### Provided records
%%

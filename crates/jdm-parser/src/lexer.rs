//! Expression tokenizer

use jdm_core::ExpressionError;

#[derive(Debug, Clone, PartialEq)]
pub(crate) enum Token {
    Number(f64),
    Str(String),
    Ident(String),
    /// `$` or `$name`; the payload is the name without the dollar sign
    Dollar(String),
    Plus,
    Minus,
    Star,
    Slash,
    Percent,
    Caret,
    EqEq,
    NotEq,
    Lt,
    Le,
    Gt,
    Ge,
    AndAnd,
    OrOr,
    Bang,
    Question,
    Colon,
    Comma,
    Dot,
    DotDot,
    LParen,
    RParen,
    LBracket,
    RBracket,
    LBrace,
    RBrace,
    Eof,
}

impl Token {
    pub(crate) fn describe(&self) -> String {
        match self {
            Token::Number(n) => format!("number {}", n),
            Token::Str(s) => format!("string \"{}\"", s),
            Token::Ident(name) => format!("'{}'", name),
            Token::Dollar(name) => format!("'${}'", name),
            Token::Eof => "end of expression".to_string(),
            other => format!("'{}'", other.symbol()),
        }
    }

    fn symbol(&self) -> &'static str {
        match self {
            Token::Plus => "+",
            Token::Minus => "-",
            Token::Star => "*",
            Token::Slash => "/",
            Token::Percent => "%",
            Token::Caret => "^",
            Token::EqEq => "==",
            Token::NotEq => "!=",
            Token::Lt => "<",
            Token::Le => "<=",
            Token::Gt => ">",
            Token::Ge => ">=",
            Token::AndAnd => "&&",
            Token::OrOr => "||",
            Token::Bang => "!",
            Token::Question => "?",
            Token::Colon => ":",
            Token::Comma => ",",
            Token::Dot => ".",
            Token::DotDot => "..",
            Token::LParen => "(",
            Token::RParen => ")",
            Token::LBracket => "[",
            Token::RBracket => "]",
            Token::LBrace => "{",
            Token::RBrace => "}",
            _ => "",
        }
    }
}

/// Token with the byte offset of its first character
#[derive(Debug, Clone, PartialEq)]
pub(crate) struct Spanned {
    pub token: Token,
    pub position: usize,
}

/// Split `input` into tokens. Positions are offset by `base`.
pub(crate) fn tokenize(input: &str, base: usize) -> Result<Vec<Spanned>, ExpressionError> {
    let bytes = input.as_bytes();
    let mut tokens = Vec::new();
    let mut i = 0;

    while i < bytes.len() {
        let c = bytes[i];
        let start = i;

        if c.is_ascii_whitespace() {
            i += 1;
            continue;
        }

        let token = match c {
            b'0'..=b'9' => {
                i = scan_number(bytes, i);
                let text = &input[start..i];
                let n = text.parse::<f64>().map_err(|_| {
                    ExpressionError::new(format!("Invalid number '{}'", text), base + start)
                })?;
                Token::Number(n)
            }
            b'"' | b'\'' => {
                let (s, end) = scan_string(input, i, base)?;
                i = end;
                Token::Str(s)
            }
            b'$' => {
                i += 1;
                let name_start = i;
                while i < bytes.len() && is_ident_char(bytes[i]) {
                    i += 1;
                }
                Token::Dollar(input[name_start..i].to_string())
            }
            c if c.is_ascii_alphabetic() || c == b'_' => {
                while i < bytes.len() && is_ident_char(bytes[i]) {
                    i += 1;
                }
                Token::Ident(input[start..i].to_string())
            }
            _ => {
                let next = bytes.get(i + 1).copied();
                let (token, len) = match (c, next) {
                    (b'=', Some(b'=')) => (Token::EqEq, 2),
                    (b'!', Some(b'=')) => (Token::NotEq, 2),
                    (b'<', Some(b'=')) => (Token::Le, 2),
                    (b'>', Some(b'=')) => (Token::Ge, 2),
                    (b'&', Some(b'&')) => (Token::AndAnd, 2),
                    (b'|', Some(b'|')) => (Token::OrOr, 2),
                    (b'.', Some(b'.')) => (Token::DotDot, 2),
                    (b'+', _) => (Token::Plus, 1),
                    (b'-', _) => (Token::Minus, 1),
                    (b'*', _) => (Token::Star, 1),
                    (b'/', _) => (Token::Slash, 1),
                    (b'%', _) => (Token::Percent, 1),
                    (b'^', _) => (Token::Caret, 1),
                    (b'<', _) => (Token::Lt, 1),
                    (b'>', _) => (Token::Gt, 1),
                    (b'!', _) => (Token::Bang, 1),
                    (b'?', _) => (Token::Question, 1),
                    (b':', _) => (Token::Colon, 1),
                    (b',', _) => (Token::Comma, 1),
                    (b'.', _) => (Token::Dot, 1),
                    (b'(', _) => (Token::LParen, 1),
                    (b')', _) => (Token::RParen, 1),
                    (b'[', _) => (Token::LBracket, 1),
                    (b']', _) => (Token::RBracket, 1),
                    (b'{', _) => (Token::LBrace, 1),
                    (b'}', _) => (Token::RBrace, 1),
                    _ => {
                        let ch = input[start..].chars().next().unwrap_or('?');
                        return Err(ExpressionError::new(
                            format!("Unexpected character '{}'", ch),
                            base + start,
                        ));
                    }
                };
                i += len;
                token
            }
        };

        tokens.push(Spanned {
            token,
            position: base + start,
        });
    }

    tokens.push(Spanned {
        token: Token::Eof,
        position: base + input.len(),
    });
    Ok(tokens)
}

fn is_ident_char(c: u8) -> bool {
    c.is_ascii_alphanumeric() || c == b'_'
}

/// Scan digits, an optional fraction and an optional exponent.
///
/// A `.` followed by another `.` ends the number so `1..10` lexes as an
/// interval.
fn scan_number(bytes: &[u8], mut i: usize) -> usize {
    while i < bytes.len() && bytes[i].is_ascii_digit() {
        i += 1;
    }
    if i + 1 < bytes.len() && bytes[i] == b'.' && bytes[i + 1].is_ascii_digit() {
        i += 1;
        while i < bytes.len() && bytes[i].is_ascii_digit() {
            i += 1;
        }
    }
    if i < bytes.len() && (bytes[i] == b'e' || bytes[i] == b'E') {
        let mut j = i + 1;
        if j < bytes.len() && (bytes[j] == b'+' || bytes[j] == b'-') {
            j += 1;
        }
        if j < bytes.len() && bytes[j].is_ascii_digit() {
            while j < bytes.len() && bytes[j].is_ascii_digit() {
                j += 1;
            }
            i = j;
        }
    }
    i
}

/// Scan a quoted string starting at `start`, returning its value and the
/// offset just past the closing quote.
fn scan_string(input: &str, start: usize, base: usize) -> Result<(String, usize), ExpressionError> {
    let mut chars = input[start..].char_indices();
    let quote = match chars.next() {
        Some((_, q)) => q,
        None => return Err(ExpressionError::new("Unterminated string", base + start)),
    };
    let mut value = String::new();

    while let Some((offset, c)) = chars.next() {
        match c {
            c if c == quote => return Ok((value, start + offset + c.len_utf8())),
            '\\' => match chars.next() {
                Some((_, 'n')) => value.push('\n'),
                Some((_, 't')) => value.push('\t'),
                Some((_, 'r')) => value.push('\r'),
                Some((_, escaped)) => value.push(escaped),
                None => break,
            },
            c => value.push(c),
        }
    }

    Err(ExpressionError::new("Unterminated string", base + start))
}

%%

### Aim of the exercise
Where the word "Result" is present in a line of the listing, copy that line.

### Reply to the task
pub(crate) fn tokenize(input: &str, base: usize) -> Result<Vec<Spanned>, ExpressionError> {
fn scan_string(input: &str, start: usize, base: usize) -> Result<(String, usize), ExpressionError> {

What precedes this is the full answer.